The government yesterday published radical sentencing reforms aimed at keeping serious offenders in prison for longer, despite the Public Accounts Committee warning that prisons could run out of spaces by 2023 days ago. The long-trailed white paper has been pitched to the public as the government’s clampdown on soft justice includes longer jail terms for serious offenders, increased community punishments, 20-hour-a-day curfews and the use of satellite monitoring for convicted burglars.
The Justice Secretary, Robert Buckland, argued that the current sentencing regime left many petty criminals stuck in a life of crime with little hope of turning things around. Thus, alongside increased use of whole life orders and new legislation introducing life sentences for killer drivers, the proposals include plans to help rehabilitate offenders and support ex-offenders striving to turn their lives around through flexible community orders and reducing the time in which they are required to disclose certain convictions for non-sensitive roles.
The plans also include:
- New powers to halt the automatic release of offenders who pose a terrorist threat or are a danger to the public.
- Reducing the opportunities for over 18s who committed murder as a child, to have their minimum term reviewed – ensuring they cannot game the system and torment victims’ families further
- Piloting Problem Solving Court models in up to five courts, targeted at repeat offenders who would otherwise have been sent to custody.
- Making full use of tagging technologies to create a tough restrictive order in the community.
- Addressing the approach to offenders with conditions like autism and dyslexia.
‘Our measures will ensure the most serious violent and sexual offenders get the prison time they deserve, while new community interventions and changes to rules around criminal records will help boost rehabilitation and cut reoffending which means creating fewer victims,’ said Robert Buckland.
Peter Dawson, director of the Prison Reform Trust called the white paper a ‘tired set of proposals’ that ‘reheats the failed policies of so many previous governments’. Sentencing has been getting tougher for three decades, with no impact on either crime or public confidence,’ he continued. ‘All it guarantees is an overcrowded prison system that makes it harder for the people it holds to build a crime free future. Talking tough is a good way to distract attention from a criminal justice system in collapse, failing both victims and offenders.’
Nina Champion, director of the Criminal Justice Alliance, said there was ‘no evidence that longer prison sentences deter people from committing crimes or make our communities safer’. ‘Instead they increase overcrowding and violence in prisons, destroying the opportunity for rehabilitation and putting additional pressure on a prison system already at breaking point.’

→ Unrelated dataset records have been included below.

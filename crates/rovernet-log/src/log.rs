//! The shared administrative action log.

use std::fs;
use std::path::{Path, PathBuf};

use rovernet_store::{atomic, ensure_dir, StorageLayout};
use serde_json::Value;
use tracing::{debug, warn};

use crate::entry::{LogEntry, LogEntryRequest};
use crate::error::{LogError, LogResult};
use crate::lock::{FileLock, LockPolicy, LogLock};

/// Outcome of a successful append.
#[derive(Clone, Copy, Debug, PartialEq, Eq)]
pub struct AppendReceipt {
    /// Entries in the log after this append.
    pub total_entries: usize,
    /// Size of the rewritten log file.
    pub bytes_written: u64,
}

/// A single JSON array of [`LogEntry`] objects, rewritten on every append.
///
/// Each append reads the whole file, pushes one entry, and atomically
/// replaces the file, all inside `L`'s critical section. The cost is linear
/// in log size, which is fine for low-frequency admin actions; a
/// high-volume log would need true appends and rotation instead.
///
/// Unlike document loads, an unreadable or malformed log does not block
/// new entries: the append starts over from an empty sequence and a
/// warning is emitted. This keeps admin actions recordable even after the
/// file has been damaged.
#[derive(Debug)]
pub struct AdminLog<L = FileLock> {
    path: PathBuf,
    lock: L,
}

impl AdminLog<FileLock> {
    /// Open the log at `path`, guarded by a cross-process file lock.
    pub fn open(path: impl Into<PathBuf>, policy: LockPolicy) -> Self {
        let path = path.into();
        let lock = FileLock::for_log(&path, policy);
        Self { path, lock }
    }

    /// Open the log at its standard location under `layout`.
    pub fn in_layout(layout: &StorageLayout, policy: LockPolicy) -> Self {
        Self::open(layout.admin_log_path(), policy)
    }
}

impl<L: LogLock> AdminLog<L> {
    /// Open the log at `path` with a caller-supplied lock.
    pub fn with_lock(path: impl Into<PathBuf>, lock: L) -> Self {
        Self {
            path: path.into(),
            lock,
        }
    }

    pub fn path(&self) -> &Path {
        &self.path
    }

    pub fn lock(&self) -> &L {
        &self.lock
    }

    /// Validate `request` and append it to the log.
    ///
    /// Invalid entries are rejected before the lock is taken, so they never
    /// touch the filesystem.
    pub fn append(&self, request: &LogEntryRequest) -> LogResult<AppendReceipt> {
        let entry = request.validate()?;
        let record =
            serde_json::to_value(&entry).map_err(|e| LogError::Serialization(e.to_string()))?;

        self.lock.exclusive(|| {
            if let Some(dir) = self.path.parent() {
                if !dir.as_os_str().is_empty() {
                    ensure_dir(dir)?;
                }
            }

            let mut records = self.read_records();
            records.push(record);

            let bytes = serde_json::to_vec_pretty(&records)
                .map_err(|e| LogError::Serialization(e.to_string()))?;
            let bytes_written = atomic::replace(&self.path, &bytes)?;

            debug!(
                path = %self.path.display(),
                action = %entry.action,
                total = records.len(),
                bytes = bytes_written,
                "appended admin log entry"
            );
            Ok(AppendReceipt {
                total_entries: records.len(),
                bytes_written,
            })
        })
    }

    /// All well-formed entries currently in the log, in append order.
    ///
    /// A missing or malformed log reads as empty. Array elements that are
    /// not entry objects are kept on disk but skipped here.
    pub fn entries(&self) -> Vec<LogEntry> {
        self.read_records()
            .into_iter()
            .filter_map(|record| serde_json::from_value(record).ok())
            .collect()
    }

    /// Current on-disk sequence, or an empty one if the file is missing or
    /// does not hold a JSON array.
    fn read_records(&self) -> Vec<Value> {
        let bytes = match fs::read(&self.path) {
            Ok(bytes) => bytes,
            Err(e) if e.kind() == std::io::ErrorKind::NotFound => return Vec::new(),
            Err(e) => {
                warn!(path = %self.path.display(), error = %e, "admin log unreadable; starting a fresh sequence");
                return Vec::new();
            }
        };

        match serde_json::from_slice::<Value>(&bytes) {
            Ok(Value::Array(records)) => records,
            Ok(_) => {
                warn!(path = %self.path.display(), "admin log is not a JSON array; starting a fresh sequence");
                Vec::new()
            }
            Err(e) => {
                warn!(path = %self.path.display(), error = %e, "admin log is malformed; starting a fresh sequence");
                Vec::new()
            }
        }
    }
}

#[cfg(test)]
mod tests {
    use super::*;
    use crate::lock::ProcessLock;
    use rovernet_store::{ErrorKind, StoreError};
    use serde_json::json;
    use std::sync::atomic::{AtomicUsize, Ordering};
    use std::sync::{Arc, Barrier};
    use std::thread;
    use std::time::Duration;

    fn entry(actor: i64, action: &str, timestamp: i64) -> LogEntryRequest {
        LogEntry::new(actor, action, timestamp).into()
    }

    fn temp_log() -> (tempfile::TempDir, AdminLog) {
        let dir = tempfile::tempdir().unwrap();
        let log = AdminLog::in_layout(&StorageLayout::new(dir.path()), LockPolicy::default());
        (dir, log)
    }

    /// Records how many callers are inside the critical section at once.
    #[derive(Default)]
    struct RecordingLock {
        inner: ProcessLock,
        inside: AtomicUsize,
        peak: AtomicUsize,
        acquisitions: AtomicUsize,
    }

    impl LogLock for RecordingLock {
        fn exclusive<T, F>(&self, critical: F) -> LogResult<T>
        where
            F: FnOnce() -> LogResult<T>,
        {
            self.inner.exclusive(|| {
                self.acquisitions.fetch_add(1, Ordering::SeqCst);
                let now = self.inside.fetch_add(1, Ordering::SeqCst) + 1;
                self.peak.fetch_max(now, Ordering::SeqCst);
                // Widen the window in which a lost update could occur.
                thread::sleep(Duration::from_millis(1));
                let result = critical();
                self.inside.fetch_sub(1, Ordering::SeqCst);
                result
            })
        }
    }

    #[test]
    fn appends_in_order() {
        let (dir, log) = temp_log();

        let first = log.append(&entry(7, "ban", 1000)).unwrap();
        assert_eq!(first.total_entries, 1);

        let second = log.append(&entry(8, "unban", 2000)).unwrap();
        assert_eq!(second.total_entries, 2);

        let path = dir.path().join("logs").join("admin_logs.json");
        assert_eq!(fs::metadata(&path).unwrap().len(), second.bytes_written);

        let on_disk: Value = serde_json::from_slice(&fs::read(&path).unwrap()).unwrap();
        assert_eq!(
            on_disk,
            json!([
                {"actorUserId": 7, "targetUserId": null, "action": "ban", "details": "", "timestamp": 1000},
                {"actorUserId": 8, "targetUserId": null, "action": "unban", "details": "", "timestamp": 2000}
            ])
        );
        assert_eq!(
            log.entries(),
            vec![LogEntry::new(7, "ban", 1000), LogEntry::new(8, "unban", 2000)]
        );
    }

    #[test]
    fn invalid_entry_touches_nothing() {
        let (dir, log) = temp_log();
        let request = LogEntryRequest {
            actor_user_id: Some(json!(7)),
            action: Some(json!("")),
            timestamp: Some(json!(1000)),
            ..Default::default()
        };

        let err = log.append(&request).unwrap_err();
        assert_eq!(err.kind(), ErrorKind::InvalidInput);
        assert!(!dir.path().join("logs").exists());
    }

    #[test]
    fn missing_log_reads_empty() {
        let (_dir, log) = temp_log();
        assert!(log.entries().is_empty());
    }

    #[test]
    fn malformed_log_starts_fresh() {
        let (dir, log) = temp_log();
        fs::create_dir_all(dir.path().join("logs")).unwrap();
        fs::write(log.path(), b"[{\"actorUserId\": 1,").unwrap();

        assert!(log.entries().is_empty());
        let receipt = log.append(&entry(7, "ban", 1000)).unwrap();
        assert_eq!(receipt.total_entries, 1);
        assert_eq!(log.entries(), vec![LogEntry::new(7, "ban", 1000)]);
    }

    #[test]
    fn non_array_log_starts_fresh() {
        let (dir, log) = temp_log();
        fs::create_dir_all(dir.path().join("logs")).unwrap();
        fs::write(log.path(), b"{\"oops\": true}").unwrap();

        assert_eq!(log.append(&entry(7, "ban", 1000)).unwrap().total_entries, 1);
    }

    #[test]
    fn foreign_records_are_preserved() {
        let (dir, log) = temp_log();
        fs::create_dir_all(dir.path().join("logs")).unwrap();
        fs::write(log.path(), b"[{\"legacy\": true}]").unwrap();

        assert_eq!(log.append(&entry(7, "ban", 1000)).unwrap().total_entries, 2);
        assert_eq!(log.entries(), vec![LogEntry::new(7, "ban", 1000)]);

        let on_disk: Value = serde_json::from_slice(&fs::read(log.path()).unwrap()).unwrap();
        assert_eq!(on_disk[0], json!({"legacy": true}));
    }

    #[test]
    fn blocked_directory_is_reported() {
        let dir = tempfile::tempdir().unwrap();
        fs::write(dir.path().join("logs"), b"").unwrap();
        let log = AdminLog::with_lock(
            dir.path().join("logs").join("admin_logs.json"),
            ProcessLock::new(),
        );

        let err = log.append(&entry(7, "ban", 1000)).unwrap_err();
        assert!(matches!(
            err,
            LogError::Storage(StoreError::DirectoryCreateFailure { .. })
        ));
        assert_eq!(err.kind(), ErrorKind::StorageUnavailable);
    }

    #[test]
    fn concurrent_appends_lose_nothing() {
        let (_dir, log) = temp_log();
        let log = Arc::new(log);
        let writers = 16;
        let barrier = Arc::new(Barrier::new(writers));

        let handles: Vec<_> = (0..writers)
            .map(|i| {
                let log = Arc::clone(&log);
                let barrier = Arc::clone(&barrier);
                thread::spawn(move || {
                    barrier.wait();
                    log.append(&entry(i as i64 + 1, "ban", 1000 + i as i64))
                        .unwrap()
                })
            })
            .collect();

        let mut totals: Vec<usize> = handles.into_iter().map(|h| h.join().unwrap().total_entries).collect();
        totals.sort_unstable();
        assert_eq!(totals, (1..=writers).collect::<Vec<_>>());

        let mut actors: Vec<i64> = log.entries().iter().map(|e| e.actor_user_id).collect();
        actors.sort_unstable();
        assert_eq!(actors, (1..=writers as i64).collect::<Vec<_>>());
    }

    #[test]
    fn separate_handles_share_the_file_lock() {
        let dir = tempfile::tempdir().unwrap();
        let layout = StorageLayout::new(dir.path());
        let per_handle = 8;

        thread::scope(|s| {
            for handle in 0..2i64 {
                let layout = &layout;
                s.spawn(move || {
                    // Each handle has its own mutex, so only the OS lock
                    // serializes them, as with two processes.
                    let log = AdminLog::in_layout(layout, LockPolicy::default());
                    for n in 0..per_handle {
                        log.append(&entry(handle * 100 + n + 1, "mute", n)).unwrap();
                    }
                });
            }
        });

        let log = AdminLog::in_layout(&layout, LockPolicy::default());
        assert_eq!(log.entries().len(), 2 * per_handle as usize);
    }

    #[test]
    fn critical_section_is_never_shared() {
        let dir = tempfile::tempdir().unwrap();
        let log = AdminLog::with_lock(dir.path().join("admin_logs.json"), RecordingLock::default());

        thread::scope(|s| {
            for i in 0..8i64 {
                let log = &log;
                s.spawn(move || log.append(&entry(i + 1, "warn", i)).unwrap());
            }
        });

        assert_eq!(log.lock().peak.load(Ordering::SeqCst), 1);
        assert_eq!(log.lock().acquisitions.load(Ordering::SeqCst), 8);
        assert_eq!(log.entries().len(), 8);
    }
}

Campbell Robb, chief executive of Nacro, a charity which works with offenders, said ‘increasing the prison population through longer sentences will only add more pressure to this already stretched system.’ New figures reveal the criminal court backlog has surged past 50,000. Christopher Stacey, co-director of Unlock, welcomed proposals to reduce disclosure periods for criminal records. If passed into law, some sentences of over four years in prison would no longer have to be disclosed when applying for most jobs if a person stayed conviction-free for seven years after completing their sentence. ‘However, more than 8,000 people every year receive sentences of over four years and today’s proposals have wide-ranging exclusions which we estimate would exclude around two-thirds of this group from these reforms,’ he said.
David Lammy, Labour’s shadow justice secretary, said it was ‘totally hypocritical for Boris Johnson to play tough on law and order in the same week that he ordered his MPs to vote to break the law’. ‘The Conservatives’ rhetoric on crime never lives up to the reality,’ he said.
James Mulholland QC, the chairman of the Criminal Bar Association held that ‘a Government that concentrates on sentencing the back-end of justice, whilst failing to pay up and invest significantly more and swiftly into policing, CPS and courts, fails in its core duty to keep the public from harm’.
Our cockeyed crook-coddling criminal justice system
In May 2019, Boris Johnson set out his stall on justice issues in a controversial column for the Daily Telegraph. He ridiculed our ‘cockeyed crook-coddling criminal justice system’, especially our prisons for ‘cosseting’ criminals, and then, in the next breath, damned jails for being ‘too Dickensian’ and ‘squalid’ with ‘too many suicides’. The starting point for Johnson’s assault on ‘soft justice’ (his words) was his concerns over a prisoner (Luke Jewitt) convicted for his role in running a multi million pound cocaine smuggling ring, who had been allowed to visit a local spa with his mother on day release for a ‘£140-a-day pampering session’.
Johnson lambasted ‘the Leftist culture’ of the criminal justice ‘establishment’ in an article that veered between targets. ‘What is going on with these parole boards?’ Johnson asked at one point. His ‘impression’ was that they were ‘simple slaves to political correctness’. On to stop and search, the former mayor of London blithely asserted that it was ‘not racist or discriminatory’. No evidence was proffered to support either claim.